◆ Work to complete ◆
Repeat the data below exactly, with every entry included.

+---+

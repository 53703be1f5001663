// Copyright (c) 2024-2025 DeepGraph Inc.
// SPDX-License-Identifier: Apache-2.0
//
//! Error types for the metadata catalog
//!
//! Errors fall into three families:
//! - not-found: a caller named something that does not exist (recoverable)
//! - invariant: a mutation was rejected before any collection was touched
//! - integrity: an id handed out by the catalog itself no longer resolves

use crate::storage::StorageDriverError;
use thiserror::Error;

#[derive(Error, Debug, Clone, PartialEq, Eq)]
pub enum CatalogError {
    #[error("Unknown namespace: {0}")]
    UnknownNamespace(String),

    #[error("Unknown table: {0}")]
    UnknownTable(String),

    #[error("Unknown column: {0}")]
    UnknownColumn(String),

    #[error("Unknown adapter: {0}")]
    UnknownAdapter(String),

    #[error("Unknown constraint: {0}")]
    UnknownConstraint(String),

    #[error("Unknown foreign key: {0}")]
    UnknownForeignKey(String),

    #[error("Unknown index: {0}")]
    UnknownIndex(String),

    #[error("Unknown graph: {0}")]
    UnknownGraph(String),

    #[error("Unknown placement: {0}")]
    UnknownPlacement(String),

    #[error("Unknown partition: {0}")]
    UnknownPartition(String),

    #[error("Invariant violation: {0}")]
    InvariantViolation(String),

    #[error("Entity already exists: {0}")]
    EntityAlreadyExists(String),

    #[error("Table '{0}' has no primary key")]
    NoTablePrimaryKey(String),

    #[error("Invalid parameters: {0}")]
    InvalidParameters(String),

    #[error("Catalog integrity error: {0}")]
    Integrity(String),

    #[error("Storage error: {0}")]
    StorageError(String),

    #[error("Serialization error: {0}")]
    SerializationError(String),

    #[error("IO error: {0}")]
    IoError(String),
}

impl CatalogError {
    /// Caller named an entity that does not exist
    pub fn is_not_found(&self) -> bool {
        matches!(
            self,
            CatalogError::UnknownNamespace(_)
                | CatalogError::UnknownTable(_)
                | CatalogError::UnknownColumn(_)
                | CatalogError::UnknownAdapter(_)
                | CatalogError::UnknownConstraint(_)
                | CatalogError::UnknownForeignKey(_)
                | CatalogError::UnknownIndex(_)
                | CatalogError::UnknownGraph(_)
                | CatalogError::UnknownPlacement(_)
                | CatalogError::UnknownPartition(_)
        )
    }

    /// Mutation was refused and left the catalog unchanged
    pub fn is_invariant(&self) -> bool {
        matches!(
            self,
            CatalogError::InvariantViolation(_)
                | CatalogError::EntityAlreadyExists(_)
                | CatalogError::NoTablePrimaryKey(_)
                | CatalogError::InvalidParameters(_)
        )
    }

    /// Internal state is inconsistent; not meant to be handled by ordinary callers
    pub fn is_integrity(&self) -> bool {
        matches!(self, CatalogError::Integrity(_))
    }

    pub(crate) fn integrity(kind: &str, id: impl std::fmt::Display) -> Self {
        CatalogError::Integrity(format!("no {} with id {}", kind, id))
    }
}

impl From<std::io::Error> for CatalogError {
    fn from(err: std::io::Error) -> Self {
        CatalogError::IoError(err.to_string())
    }
}

impl From<serde_json::Error> for CatalogError {
    fn from(err: serde_json::Error) -> Self {
        CatalogError::SerializationError(err.to_string())
    }
}

impl From<bincode::Error> for CatalogError {
    fn from(err: bincode::Error) -> Self {
        CatalogError::SerializationError(err.to_string())
    }
}

impl From<StorageDriverError> for CatalogError {
    fn from(err: StorageDriverError) -> Self {
        CatalogError::StorageError(err.to_string())
    }
}

pub type CatalogResult<T> = Result<T, CatalogError>;

#[cfg(test)]
mod tests {
    use super::*;

    #[test]
    fn test_error_families_are_disjoint() {
        let not_found = CatalogError::UnknownTable("emps".into());
        let invariant = CatalogError::InvariantViolation("fk".into());
        let integrity = CatalogError::integrity("table", 7);

        assert!(not_found.is_not_found() && !not_found.is_invariant());
        assert!(invariant.is_invariant() && !invariant.is_integrity());
        assert!(integrity.is_integrity() && !integrity.is_not_found());
        assert_eq!(integrity.to_string(), "Catalog integrity error: no table with id 7");
    }
}
// Copyright (c) 2024-2025 DeepGraph Inc.
// SPDX-License-Identifier: Apache-2.0
//
//! CLI module for PolyCat
//!
//! Provides catalog initialization, consistency validation and read-only
//! listings of the schema and placement metadata.

pub mod commands;
pub mod handlers;
pub mod output;

pub use commands::{Cli, Commands};
pub use handlers::{
    handle_adapters, handle_columns, handle_init, handle_namespaces, handle_placements,
    handle_stats, handle_tables, handle_validate,
};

+---+

◆ Exercise solution ◆
repository 53703be1f5001663
// Copyright (c) 2024-2025 DeepGraph Inc.
// SPDX-License-Identifier: Apache-2.0
//
//! Error types for the metadata catalog
//!
//! Errors fall into three families:
//! - not-found: a caller named something that does not exist (recoverable)
//! - invariant: a mutation was rejected before any collection was touched
//! - integrity: an id handed out by the catalog itself no longer resolves

use crate::storage::StorageDriverError;
use thiserror::Error;

#[derive(Error, Debug, Clone, PartialEq, Eq)]
pub enum CatalogError {
    #[error("Unknown namespace: {0}")]
    UnknownNamespace(String),

    #[error("Unknown table: {0}")]
    UnknownTable(String),

    #[error("Unknown column: {0}")]
    UnknownColumn(String),

    #[error("Unknown adapter: {0}")]
    UnknownAdapter(String),

    #[error("Unknown constraint: {0}")]
    UnknownConstraint(String),

    #[error("Unknown foreign key: {0}")]
    UnknownForeignKey(String),

    #[error("Unknown index: {0}")]
    UnknownIndex(String),

    #[error("Unknown graph: {0}")]
    UnknownGraph(String),

    #[error("Unknown placement: {0}")]
    UnknownPlacement(String),

    #[error("Unknown partition: {0}")]
    UnknownPartition(String),

    #[error("Invariant violation: {0}")]
    InvariantViolation(String),

    #[error("Entity already exists: {0}")]
    EntityAlreadyExists(String),

    #[error("Table '{0}' has no primary key")]
    NoTablePrimaryKey(String),

    #[error("Invalid parameters: {0}")]
    InvalidParameters(String),

    #[error("Catalog integrity error: {0}")]
    Integrity(String),

    #[error("Storage error: {0}")]
    StorageError(String),

    #[error("Serialization error: {0}")]
    SerializationError(String),

    #[error("IO error: {0}")]
    IoError(String),
}

impl CatalogError {
    /// Caller named an entity that does not exist
    pub fn is_not_found(&self) -> bool {
        matches!(
            self,
            CatalogError::UnknownNamespace(_)
                | CatalogError::UnknownTable(_)
                | CatalogError::UnknownColumn(_)
                | CatalogError::UnknownAdapter(_)
                | CatalogError::UnknownConstraint(_)
                | CatalogError::UnknownForeignKey(_)
                | CatalogError::UnknownIndex(_)
                | CatalogError::UnknownGraph(_)
                | CatalogError::UnknownPlacement(_)
                | CatalogError::UnknownPartition(_)
        )
    }

    /// Mutation was refused and left the catalog unchanged
    pub fn is_invariant(&self) -> bool {
        matches!(
            self,
            CatalogError::InvariantViolation(_)
                | CatalogError::EntityAlreadyExists(_)
                | CatalogError::NoTablePrimaryKey(_)
                | CatalogError::InvalidParameters(_)
        )
    }

    /// Internal state is inconsistent; not meant to be handled by ordinary callers
    pub fn is_integrity(&self) -> bool {
        matches!(self, CatalogError::Integrity(_))
    }

    pub(crate) fn integrity(kind: &str, id: impl std::fmt::Display) -> Self {
        CatalogError::Integrity(format!("no {} with id {}", kind, id))
    }
}

impl From<std::io::Error> for CatalogError {
    fn from(err: std::io::Error) -> Self {
        CatalogError::IoError(err.to_string())
    }
}

impl From<serde_json::Error> for CatalogError {
    fn from(err: serde_json::Error) -> Self {
        CatalogError::SerializationError(err.to_string())
    }
}

impl From<bincode::Error> for CatalogError {
    fn from(err: bincode::Error) -> Self {
        CatalogError::SerializationError(err.to_string())
    }
}

impl From<StorageDriverError> for CatalogError {
    fn from(err: StorageDriverError) -> Self {
        CatalogError::StorageError(err.to_string())
    }
}

pub type CatalogResult<T> = Result<T, CatalogError>;

#[cfg(test)]
mod tests {
    use super::*;

    #[test]
    fn test_error_families_are_disjoint() {
        let not_found = CatalogError::UnknownTable("emps".into());
        let invariant = CatalogError::InvariantViolation("fk".into());
        let integrity = CatalogError::integrity("table", 7);

        assert!(not_found.is_not_found() && !not_found.is_invariant());
        assert!(invariant.is_invariant() && !invariant.is_integrity());
        assert!(integrity.is_integrity() && !integrity.is_not_found());
        assert_eq!(integrity.to_string(), "Catalog integrity error: no table with id 7");
    }
}
// Copyright (c) 2024-2025 DeepGraph Inc.
// SPDX-License-Identifier: Apache-2.0
//
//! CLI module for PolyCat
//!
//! Provides catalog initialization, consistency validation and read-only
//! listings of the schema and placement metadata.

pub mod commands;
pub mod handlers;
pub mod output;

pub use commands::{Cli, Commands};
pub use handlers::{
    handle_adapters, handle_columns, handle_init, handle_namespaces, handle_placements,
    handle_stats, handle_tables, handle_validate,
};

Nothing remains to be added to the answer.